"""

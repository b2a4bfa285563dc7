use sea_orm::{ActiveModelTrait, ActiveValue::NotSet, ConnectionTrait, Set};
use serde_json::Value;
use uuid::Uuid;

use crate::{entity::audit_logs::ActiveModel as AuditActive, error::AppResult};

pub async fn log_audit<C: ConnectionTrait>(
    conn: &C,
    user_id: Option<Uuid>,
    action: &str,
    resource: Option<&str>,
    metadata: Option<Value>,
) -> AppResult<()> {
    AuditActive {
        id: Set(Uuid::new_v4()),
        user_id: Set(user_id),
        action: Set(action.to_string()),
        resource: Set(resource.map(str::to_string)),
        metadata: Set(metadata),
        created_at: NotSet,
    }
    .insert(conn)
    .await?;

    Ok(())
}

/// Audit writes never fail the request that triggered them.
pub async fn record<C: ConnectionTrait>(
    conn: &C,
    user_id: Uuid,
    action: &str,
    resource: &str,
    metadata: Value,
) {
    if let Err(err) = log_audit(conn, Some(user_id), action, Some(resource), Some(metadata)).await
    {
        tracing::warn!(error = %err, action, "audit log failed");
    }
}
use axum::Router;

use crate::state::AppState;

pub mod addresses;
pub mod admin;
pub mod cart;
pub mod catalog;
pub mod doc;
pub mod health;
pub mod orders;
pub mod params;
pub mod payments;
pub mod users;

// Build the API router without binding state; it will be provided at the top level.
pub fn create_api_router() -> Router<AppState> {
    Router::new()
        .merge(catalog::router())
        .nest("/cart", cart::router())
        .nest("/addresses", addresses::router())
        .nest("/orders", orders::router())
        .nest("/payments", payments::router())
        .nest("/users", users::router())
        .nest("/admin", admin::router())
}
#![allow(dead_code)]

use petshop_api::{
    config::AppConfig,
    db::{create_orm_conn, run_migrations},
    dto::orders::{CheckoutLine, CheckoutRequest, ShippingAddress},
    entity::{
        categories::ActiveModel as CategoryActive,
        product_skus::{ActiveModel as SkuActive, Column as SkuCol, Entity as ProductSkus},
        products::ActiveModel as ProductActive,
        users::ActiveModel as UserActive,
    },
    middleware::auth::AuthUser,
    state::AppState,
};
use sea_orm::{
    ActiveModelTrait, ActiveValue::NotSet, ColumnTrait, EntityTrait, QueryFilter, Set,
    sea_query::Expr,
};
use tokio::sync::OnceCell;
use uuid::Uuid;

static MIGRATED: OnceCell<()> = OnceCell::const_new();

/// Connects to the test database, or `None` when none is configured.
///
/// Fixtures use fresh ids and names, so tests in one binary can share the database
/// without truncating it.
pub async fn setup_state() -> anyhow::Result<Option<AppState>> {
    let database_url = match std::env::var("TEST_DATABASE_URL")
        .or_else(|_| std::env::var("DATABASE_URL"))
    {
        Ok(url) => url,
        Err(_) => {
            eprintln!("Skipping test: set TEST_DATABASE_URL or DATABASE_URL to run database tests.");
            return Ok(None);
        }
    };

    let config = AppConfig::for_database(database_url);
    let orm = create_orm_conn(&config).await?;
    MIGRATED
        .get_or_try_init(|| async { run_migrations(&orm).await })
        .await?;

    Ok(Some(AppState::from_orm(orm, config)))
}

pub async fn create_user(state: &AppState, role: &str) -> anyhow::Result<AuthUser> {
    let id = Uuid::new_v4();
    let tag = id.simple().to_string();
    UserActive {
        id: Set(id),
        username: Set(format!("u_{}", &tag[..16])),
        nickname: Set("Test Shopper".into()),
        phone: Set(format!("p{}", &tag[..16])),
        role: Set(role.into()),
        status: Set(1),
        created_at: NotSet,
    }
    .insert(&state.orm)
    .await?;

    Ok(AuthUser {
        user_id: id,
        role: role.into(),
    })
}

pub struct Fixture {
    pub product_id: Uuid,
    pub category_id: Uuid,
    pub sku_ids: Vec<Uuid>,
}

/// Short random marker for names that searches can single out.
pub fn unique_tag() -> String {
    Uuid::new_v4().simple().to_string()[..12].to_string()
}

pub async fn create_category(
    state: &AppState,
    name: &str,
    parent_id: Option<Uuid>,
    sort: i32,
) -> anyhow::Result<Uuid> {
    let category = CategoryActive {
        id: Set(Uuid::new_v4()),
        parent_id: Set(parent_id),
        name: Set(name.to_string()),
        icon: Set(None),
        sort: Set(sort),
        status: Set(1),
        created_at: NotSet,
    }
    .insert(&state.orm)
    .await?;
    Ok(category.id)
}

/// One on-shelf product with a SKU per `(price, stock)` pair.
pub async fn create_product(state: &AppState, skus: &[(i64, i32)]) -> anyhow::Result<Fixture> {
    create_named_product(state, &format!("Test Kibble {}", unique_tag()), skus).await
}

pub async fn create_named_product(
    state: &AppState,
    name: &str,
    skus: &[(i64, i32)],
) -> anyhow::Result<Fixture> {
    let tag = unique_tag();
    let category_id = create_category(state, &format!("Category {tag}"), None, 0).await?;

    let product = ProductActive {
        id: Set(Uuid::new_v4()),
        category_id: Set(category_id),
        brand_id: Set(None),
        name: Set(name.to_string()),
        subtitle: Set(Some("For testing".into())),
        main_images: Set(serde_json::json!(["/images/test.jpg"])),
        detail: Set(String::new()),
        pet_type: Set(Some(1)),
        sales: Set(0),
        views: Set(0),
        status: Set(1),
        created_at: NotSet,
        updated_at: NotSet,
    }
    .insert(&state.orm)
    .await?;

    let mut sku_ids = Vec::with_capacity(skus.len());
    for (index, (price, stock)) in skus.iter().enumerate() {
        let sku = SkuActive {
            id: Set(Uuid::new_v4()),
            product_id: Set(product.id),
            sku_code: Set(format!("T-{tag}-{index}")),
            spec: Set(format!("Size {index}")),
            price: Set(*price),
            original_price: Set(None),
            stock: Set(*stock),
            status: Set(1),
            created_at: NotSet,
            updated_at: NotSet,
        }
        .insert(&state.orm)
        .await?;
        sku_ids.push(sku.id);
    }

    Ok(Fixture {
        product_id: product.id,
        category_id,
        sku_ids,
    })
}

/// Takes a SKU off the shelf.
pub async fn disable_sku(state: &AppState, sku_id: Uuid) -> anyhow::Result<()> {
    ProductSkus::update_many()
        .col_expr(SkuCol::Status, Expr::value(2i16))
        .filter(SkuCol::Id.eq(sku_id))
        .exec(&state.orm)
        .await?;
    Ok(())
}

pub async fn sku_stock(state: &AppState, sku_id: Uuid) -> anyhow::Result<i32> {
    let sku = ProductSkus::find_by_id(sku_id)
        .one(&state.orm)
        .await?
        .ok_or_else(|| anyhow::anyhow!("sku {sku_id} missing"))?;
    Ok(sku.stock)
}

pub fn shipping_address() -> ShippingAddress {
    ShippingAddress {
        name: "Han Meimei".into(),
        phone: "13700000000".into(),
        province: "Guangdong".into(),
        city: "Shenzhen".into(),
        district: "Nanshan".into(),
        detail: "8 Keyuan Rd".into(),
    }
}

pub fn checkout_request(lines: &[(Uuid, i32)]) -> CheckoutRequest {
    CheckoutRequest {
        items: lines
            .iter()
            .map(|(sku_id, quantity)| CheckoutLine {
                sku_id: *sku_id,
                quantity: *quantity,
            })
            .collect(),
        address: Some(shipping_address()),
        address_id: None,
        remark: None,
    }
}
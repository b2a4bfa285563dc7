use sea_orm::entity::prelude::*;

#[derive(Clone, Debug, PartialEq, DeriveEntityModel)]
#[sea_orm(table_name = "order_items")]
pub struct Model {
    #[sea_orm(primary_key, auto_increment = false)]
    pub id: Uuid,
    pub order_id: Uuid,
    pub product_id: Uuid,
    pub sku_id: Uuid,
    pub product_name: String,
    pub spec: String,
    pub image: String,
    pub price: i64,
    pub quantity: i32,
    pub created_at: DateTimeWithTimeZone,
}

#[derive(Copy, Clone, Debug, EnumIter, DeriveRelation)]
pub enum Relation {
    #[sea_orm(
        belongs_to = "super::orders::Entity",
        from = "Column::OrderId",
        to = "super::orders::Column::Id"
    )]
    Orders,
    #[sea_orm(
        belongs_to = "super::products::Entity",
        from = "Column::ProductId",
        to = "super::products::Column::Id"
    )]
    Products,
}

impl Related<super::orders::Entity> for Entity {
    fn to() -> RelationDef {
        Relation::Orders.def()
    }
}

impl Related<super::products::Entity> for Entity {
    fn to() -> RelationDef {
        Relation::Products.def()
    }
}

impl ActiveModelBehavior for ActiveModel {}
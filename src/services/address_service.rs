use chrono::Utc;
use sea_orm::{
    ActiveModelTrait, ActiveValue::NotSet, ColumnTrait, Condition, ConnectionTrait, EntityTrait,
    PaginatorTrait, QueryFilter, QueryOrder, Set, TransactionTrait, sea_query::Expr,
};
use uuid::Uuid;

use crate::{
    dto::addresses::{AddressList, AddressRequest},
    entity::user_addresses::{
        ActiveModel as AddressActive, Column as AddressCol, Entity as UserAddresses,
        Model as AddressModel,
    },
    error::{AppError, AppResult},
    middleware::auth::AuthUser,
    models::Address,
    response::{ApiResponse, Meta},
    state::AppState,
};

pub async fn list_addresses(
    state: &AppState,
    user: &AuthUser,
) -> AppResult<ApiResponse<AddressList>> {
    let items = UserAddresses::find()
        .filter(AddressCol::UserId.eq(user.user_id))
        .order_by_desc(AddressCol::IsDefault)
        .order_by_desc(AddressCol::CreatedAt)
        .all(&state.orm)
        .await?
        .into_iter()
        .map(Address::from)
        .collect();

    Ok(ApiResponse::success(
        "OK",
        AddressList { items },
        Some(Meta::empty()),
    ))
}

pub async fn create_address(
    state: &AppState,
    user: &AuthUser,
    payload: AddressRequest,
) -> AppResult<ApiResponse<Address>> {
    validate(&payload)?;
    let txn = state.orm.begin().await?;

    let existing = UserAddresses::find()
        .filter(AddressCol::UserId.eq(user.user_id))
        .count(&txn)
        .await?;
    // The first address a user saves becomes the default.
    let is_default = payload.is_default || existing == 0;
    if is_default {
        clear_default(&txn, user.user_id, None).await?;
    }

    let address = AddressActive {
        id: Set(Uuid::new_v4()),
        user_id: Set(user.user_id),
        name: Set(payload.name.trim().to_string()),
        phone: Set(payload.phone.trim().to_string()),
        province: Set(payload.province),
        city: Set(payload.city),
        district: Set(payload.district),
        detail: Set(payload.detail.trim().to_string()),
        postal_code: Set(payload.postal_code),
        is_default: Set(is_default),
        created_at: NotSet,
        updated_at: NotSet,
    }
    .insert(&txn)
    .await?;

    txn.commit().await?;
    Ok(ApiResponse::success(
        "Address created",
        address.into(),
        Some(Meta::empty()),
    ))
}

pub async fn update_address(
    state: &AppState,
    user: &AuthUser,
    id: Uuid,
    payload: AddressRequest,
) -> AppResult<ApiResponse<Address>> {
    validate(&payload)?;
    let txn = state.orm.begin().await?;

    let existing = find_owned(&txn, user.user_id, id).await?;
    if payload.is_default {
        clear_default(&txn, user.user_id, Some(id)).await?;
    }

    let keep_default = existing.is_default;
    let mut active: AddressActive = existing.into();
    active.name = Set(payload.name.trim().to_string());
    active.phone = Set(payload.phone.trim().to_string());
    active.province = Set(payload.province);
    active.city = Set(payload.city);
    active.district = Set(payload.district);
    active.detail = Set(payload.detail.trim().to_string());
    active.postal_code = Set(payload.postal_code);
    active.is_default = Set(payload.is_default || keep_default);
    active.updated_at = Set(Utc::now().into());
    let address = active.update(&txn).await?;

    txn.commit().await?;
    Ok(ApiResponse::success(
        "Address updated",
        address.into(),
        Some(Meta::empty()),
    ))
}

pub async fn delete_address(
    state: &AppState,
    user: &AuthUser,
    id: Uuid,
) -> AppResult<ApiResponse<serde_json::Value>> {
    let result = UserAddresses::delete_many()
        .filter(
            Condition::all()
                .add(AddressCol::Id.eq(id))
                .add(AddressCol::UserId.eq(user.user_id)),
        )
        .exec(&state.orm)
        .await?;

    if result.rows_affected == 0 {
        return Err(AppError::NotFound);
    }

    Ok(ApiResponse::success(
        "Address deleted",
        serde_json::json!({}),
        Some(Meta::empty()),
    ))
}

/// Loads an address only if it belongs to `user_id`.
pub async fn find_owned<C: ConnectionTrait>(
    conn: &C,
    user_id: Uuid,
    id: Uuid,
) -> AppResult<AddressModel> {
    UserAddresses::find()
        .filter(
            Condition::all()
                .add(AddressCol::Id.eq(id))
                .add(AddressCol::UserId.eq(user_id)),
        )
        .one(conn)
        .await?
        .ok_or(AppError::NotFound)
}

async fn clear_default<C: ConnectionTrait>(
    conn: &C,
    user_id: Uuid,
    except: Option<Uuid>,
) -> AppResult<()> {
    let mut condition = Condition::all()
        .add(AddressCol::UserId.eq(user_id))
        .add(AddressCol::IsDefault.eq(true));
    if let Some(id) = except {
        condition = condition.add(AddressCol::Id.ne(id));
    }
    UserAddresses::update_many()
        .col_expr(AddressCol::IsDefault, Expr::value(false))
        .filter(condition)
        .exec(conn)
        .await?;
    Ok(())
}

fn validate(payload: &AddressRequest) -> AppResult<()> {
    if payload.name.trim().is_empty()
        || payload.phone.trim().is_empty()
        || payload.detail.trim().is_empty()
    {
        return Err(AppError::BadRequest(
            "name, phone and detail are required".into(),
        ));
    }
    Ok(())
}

"""

▸ DIRECTIONS FOR THIS TASK: Where the string "ProductSkus" occurs in the data, return the whole line.

▸ RESPONSE TO THIS TASK:
        product_skus::{ActiveModel as SkuActive, Column as SkuCol, Entity as ProductSkus},
    ProductSkus::update_many()
    let sku = ProductSkus::find_by_id(sku_id)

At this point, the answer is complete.